» WHAT TO PRODUCE: In the records that follow, count each line where the string "DateTime" occurs. Provide the total and no other text.
━━━━━━━━━━━━━━━━━━━━━━━━━━━━━━
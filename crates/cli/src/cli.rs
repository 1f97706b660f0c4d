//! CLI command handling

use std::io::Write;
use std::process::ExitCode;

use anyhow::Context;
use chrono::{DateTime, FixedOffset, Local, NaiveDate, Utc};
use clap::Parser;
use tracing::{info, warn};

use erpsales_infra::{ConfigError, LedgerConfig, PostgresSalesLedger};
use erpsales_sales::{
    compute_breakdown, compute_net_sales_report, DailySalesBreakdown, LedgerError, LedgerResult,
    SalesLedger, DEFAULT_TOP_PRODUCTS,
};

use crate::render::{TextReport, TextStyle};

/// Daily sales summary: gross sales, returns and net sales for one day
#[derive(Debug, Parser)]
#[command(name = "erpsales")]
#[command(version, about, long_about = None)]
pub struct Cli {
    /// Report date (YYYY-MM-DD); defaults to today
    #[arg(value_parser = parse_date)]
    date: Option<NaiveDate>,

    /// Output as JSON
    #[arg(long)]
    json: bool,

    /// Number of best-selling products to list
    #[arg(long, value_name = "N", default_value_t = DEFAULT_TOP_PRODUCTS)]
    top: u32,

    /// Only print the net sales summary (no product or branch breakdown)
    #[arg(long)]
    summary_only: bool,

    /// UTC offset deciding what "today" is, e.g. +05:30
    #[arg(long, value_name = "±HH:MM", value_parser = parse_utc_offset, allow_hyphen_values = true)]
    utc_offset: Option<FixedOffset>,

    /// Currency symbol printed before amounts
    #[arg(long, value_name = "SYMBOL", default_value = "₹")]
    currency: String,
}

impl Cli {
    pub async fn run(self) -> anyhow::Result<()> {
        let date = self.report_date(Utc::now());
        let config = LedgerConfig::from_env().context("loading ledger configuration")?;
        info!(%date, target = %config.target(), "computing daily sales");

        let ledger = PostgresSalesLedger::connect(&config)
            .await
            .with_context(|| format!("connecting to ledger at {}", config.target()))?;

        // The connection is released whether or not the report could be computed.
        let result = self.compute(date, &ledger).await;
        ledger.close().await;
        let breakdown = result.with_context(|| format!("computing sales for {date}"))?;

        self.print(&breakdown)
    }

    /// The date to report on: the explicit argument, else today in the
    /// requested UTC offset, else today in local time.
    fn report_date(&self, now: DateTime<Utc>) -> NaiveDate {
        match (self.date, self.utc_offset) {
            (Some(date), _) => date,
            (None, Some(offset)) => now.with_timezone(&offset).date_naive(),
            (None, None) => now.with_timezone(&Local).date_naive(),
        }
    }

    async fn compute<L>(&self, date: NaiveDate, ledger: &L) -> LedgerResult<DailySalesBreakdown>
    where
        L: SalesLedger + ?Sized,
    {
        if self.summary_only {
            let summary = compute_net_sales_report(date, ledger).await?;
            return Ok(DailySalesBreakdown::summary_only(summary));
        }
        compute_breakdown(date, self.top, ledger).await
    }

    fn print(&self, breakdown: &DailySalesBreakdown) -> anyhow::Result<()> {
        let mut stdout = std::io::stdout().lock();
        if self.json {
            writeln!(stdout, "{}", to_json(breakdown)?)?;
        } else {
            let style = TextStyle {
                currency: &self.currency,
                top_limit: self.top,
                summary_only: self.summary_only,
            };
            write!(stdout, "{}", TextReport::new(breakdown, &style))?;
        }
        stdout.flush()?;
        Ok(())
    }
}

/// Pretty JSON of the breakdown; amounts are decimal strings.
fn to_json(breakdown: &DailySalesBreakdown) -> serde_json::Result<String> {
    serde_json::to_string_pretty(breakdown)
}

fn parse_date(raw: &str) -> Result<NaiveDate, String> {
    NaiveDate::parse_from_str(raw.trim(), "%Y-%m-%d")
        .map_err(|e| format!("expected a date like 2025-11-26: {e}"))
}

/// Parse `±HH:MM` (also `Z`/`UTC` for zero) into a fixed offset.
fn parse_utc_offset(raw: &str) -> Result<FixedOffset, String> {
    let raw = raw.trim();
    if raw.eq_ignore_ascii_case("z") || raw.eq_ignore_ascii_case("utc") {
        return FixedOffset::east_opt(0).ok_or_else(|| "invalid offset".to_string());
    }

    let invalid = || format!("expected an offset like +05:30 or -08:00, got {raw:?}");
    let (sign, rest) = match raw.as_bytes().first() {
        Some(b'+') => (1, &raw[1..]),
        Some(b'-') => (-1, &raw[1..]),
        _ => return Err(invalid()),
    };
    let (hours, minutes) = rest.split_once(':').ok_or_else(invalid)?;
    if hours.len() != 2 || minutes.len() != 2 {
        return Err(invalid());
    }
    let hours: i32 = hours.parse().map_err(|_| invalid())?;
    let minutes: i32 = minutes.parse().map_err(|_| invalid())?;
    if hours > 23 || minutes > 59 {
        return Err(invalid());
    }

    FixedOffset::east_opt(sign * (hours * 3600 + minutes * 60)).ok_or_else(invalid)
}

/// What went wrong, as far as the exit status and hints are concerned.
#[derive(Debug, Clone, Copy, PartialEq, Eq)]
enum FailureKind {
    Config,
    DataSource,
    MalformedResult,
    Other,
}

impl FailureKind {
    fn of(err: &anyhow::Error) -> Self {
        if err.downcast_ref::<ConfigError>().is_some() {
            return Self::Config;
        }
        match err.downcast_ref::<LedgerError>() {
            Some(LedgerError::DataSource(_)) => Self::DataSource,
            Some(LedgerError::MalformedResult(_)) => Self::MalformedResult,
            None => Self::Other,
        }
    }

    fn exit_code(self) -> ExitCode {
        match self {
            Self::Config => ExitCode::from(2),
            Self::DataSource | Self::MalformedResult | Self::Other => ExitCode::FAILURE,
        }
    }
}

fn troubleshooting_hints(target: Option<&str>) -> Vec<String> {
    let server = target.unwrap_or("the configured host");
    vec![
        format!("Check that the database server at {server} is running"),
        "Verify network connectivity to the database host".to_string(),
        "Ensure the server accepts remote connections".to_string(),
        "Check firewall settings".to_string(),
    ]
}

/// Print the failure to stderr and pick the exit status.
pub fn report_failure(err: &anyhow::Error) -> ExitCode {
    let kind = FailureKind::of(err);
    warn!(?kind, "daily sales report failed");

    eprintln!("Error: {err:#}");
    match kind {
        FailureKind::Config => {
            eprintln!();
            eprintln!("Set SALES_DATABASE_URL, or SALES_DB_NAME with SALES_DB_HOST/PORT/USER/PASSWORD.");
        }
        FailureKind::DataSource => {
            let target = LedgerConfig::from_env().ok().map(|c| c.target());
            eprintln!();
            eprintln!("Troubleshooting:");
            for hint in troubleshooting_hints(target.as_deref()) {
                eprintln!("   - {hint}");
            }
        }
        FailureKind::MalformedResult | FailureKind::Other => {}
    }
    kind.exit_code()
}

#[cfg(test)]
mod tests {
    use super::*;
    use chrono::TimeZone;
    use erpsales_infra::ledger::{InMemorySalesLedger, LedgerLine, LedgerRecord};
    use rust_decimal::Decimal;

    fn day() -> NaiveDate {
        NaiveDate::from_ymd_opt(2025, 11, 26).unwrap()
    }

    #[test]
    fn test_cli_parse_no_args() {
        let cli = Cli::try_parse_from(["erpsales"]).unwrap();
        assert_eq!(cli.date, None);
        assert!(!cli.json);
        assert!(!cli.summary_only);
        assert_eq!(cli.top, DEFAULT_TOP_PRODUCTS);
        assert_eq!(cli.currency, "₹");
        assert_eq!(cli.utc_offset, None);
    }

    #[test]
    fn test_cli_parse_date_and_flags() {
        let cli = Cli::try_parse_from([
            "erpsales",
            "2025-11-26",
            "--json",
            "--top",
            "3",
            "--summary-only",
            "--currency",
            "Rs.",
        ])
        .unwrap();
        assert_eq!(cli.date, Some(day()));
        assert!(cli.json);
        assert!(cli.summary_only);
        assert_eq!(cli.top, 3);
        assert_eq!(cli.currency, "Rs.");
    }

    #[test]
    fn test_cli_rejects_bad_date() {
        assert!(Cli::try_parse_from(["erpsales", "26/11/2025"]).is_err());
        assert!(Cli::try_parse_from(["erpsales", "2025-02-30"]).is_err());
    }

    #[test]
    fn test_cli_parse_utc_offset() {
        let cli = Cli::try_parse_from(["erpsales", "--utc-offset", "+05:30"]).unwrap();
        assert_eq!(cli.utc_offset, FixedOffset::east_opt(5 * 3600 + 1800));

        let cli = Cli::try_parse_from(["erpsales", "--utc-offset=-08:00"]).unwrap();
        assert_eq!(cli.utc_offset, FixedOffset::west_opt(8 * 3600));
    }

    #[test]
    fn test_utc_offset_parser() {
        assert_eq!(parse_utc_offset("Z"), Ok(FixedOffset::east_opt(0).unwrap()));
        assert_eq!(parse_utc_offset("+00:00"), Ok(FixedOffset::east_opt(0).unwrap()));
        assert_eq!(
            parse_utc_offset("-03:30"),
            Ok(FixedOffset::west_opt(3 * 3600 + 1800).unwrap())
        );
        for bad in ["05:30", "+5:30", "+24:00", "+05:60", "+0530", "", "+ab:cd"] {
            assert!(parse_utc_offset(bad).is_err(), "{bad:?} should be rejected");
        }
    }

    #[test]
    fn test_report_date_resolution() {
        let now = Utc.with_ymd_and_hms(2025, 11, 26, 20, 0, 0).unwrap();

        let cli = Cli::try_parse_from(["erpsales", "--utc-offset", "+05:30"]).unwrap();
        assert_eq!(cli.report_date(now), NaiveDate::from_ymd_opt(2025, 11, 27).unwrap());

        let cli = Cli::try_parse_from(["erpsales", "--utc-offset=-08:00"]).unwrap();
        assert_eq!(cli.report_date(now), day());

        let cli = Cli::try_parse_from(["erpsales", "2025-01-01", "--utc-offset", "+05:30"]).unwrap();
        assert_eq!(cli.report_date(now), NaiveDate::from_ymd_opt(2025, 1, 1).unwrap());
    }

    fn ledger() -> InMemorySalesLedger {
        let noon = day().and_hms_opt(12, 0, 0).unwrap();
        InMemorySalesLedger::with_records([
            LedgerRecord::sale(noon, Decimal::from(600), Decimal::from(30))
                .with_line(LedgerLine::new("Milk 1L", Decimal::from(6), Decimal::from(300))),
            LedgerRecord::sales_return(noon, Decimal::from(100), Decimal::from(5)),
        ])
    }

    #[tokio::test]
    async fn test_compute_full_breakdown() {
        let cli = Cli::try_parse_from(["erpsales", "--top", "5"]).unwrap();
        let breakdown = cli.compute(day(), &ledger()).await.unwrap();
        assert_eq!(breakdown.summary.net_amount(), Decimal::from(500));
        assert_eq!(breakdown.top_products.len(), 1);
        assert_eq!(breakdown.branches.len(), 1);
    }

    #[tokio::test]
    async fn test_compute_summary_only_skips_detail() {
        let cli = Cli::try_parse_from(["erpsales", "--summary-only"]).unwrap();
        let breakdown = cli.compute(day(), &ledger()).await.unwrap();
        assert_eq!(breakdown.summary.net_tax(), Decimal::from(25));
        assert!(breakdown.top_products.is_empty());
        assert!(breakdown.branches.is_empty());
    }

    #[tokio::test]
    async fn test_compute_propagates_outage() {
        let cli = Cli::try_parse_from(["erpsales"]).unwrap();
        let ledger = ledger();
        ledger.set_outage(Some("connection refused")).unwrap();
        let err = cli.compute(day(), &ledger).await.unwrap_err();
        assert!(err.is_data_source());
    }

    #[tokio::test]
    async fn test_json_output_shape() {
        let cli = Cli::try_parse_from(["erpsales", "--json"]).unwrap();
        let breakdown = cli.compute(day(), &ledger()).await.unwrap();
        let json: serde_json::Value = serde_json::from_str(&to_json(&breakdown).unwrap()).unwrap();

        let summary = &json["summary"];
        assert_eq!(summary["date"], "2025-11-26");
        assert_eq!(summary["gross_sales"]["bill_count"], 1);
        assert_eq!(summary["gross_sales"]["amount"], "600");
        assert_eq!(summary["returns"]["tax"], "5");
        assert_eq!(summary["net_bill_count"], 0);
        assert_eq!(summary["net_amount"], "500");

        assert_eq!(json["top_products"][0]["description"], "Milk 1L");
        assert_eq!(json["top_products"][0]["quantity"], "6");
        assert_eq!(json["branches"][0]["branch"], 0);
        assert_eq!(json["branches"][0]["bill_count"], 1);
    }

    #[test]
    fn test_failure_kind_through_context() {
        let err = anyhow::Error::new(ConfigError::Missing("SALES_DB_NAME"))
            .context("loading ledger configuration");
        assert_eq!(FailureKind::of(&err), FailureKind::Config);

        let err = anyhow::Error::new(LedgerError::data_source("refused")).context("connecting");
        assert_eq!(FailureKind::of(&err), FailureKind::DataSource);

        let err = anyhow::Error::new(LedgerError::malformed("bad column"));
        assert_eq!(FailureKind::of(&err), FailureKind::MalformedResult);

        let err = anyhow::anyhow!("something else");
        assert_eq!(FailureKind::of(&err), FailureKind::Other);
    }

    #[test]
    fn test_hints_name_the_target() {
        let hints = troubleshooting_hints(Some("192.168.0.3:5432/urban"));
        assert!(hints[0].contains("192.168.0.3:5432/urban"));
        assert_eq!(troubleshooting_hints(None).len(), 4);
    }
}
━━━━━━━━━━━━━━━━━━━━━━━━━━━━━━
» EXERCISE RESULT: 2